The devil’s mask winked at her from the wreckage, and she dug it free, pulling it down over her head. She knew where Ver-as-Is was staying. She’d seen his crew at the Sun Streak, an inn on the same street as the Wandering Road.
“Hey,” called a man, as she climbed to the deck. “What do you think you’re doing?”
Lila didn’t slow. She crossed the ship briskly and descended the plank to the dock, ignoring the shouts from the deck, ignoring the morning sun and the distant sound of cheers.
Lila had warned Ver-as-Is what would happen.
And she was a girl of her word.
* * *
“What part of you need to lose don’t you understand?”
Rhy was pacing Kell’s tent, looking furious.
“You shouldn’t be here,” said Kell, rubbing his sore shoulder.
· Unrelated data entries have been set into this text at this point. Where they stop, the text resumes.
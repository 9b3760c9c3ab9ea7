//! Error types for inspector operations.
//!
//! This module defines [`InspectorError`], the primary error type used
//! throughout the crate, and a [`Result`] type alias for convenience.
//!
//! # Error Handling Strategy
//!
//! - Absence (a missing file, an unmatched pattern, a failing command) is
//!   a negative answer, never an error
//! - I/O failures on paths that do exist surface as [`InspectorError::Io`]
//! - Use `anyhow::Error` (via `InspectorError::Other`) for unexpected errors

use std::path::PathBuf;
use thiserror::Error;

/// Core error type for inspector operations.
#[derive(Debug, Error)]
pub enum InspectorError {
    /// Configuration file not found at expected location.
    #[error("Configuration not found: {path}")]
    ConfigNotFound { path: PathBuf },

    /// Failed to parse configuration file.
    #[error("Failed to parse config at {path}: {message}")]
    ConfigParseError { path: PathBuf, message: String },

    /// A configuration key the operation cannot do without is unset.
    #[error("Missing configuration value: {key}")]
    MissingConfigKey { key: String },

    /// Shell command could not be started.
    #[error("Command failed with exit code {code:?}: {command}")]
    CommandFailed { command: String, code: Option<i32> },

    /// IO error wrapper.
    #[error("IO error: {0}")]
    Io(#[from] std::io::Error),

    /// Generic wrapped error for anyhow interop.
    #[error(transparent)]
    Other(#[from] anyhow::Error),
}

/// Result type alias for inspector operations.
pub type Result<T> = std::result::Result<T, InspectorError>;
He hadn’t meant to win. He’d just wanted it to be a good match. A close match. It wasn’t his fault that ‘Rul the Wolf’ had stumbled. It wasn’t his fault that the nines favored close combat. It wasn’t his fault that the Veskan had clearly had a little too much fun the night before. He’d seen the man fight, and he’d been brilliant. Why couldn’t he have been brilliant today?
Kell ran a hand through his sweat-slicked hair. The silver helmet sat, cast off, on the cushions.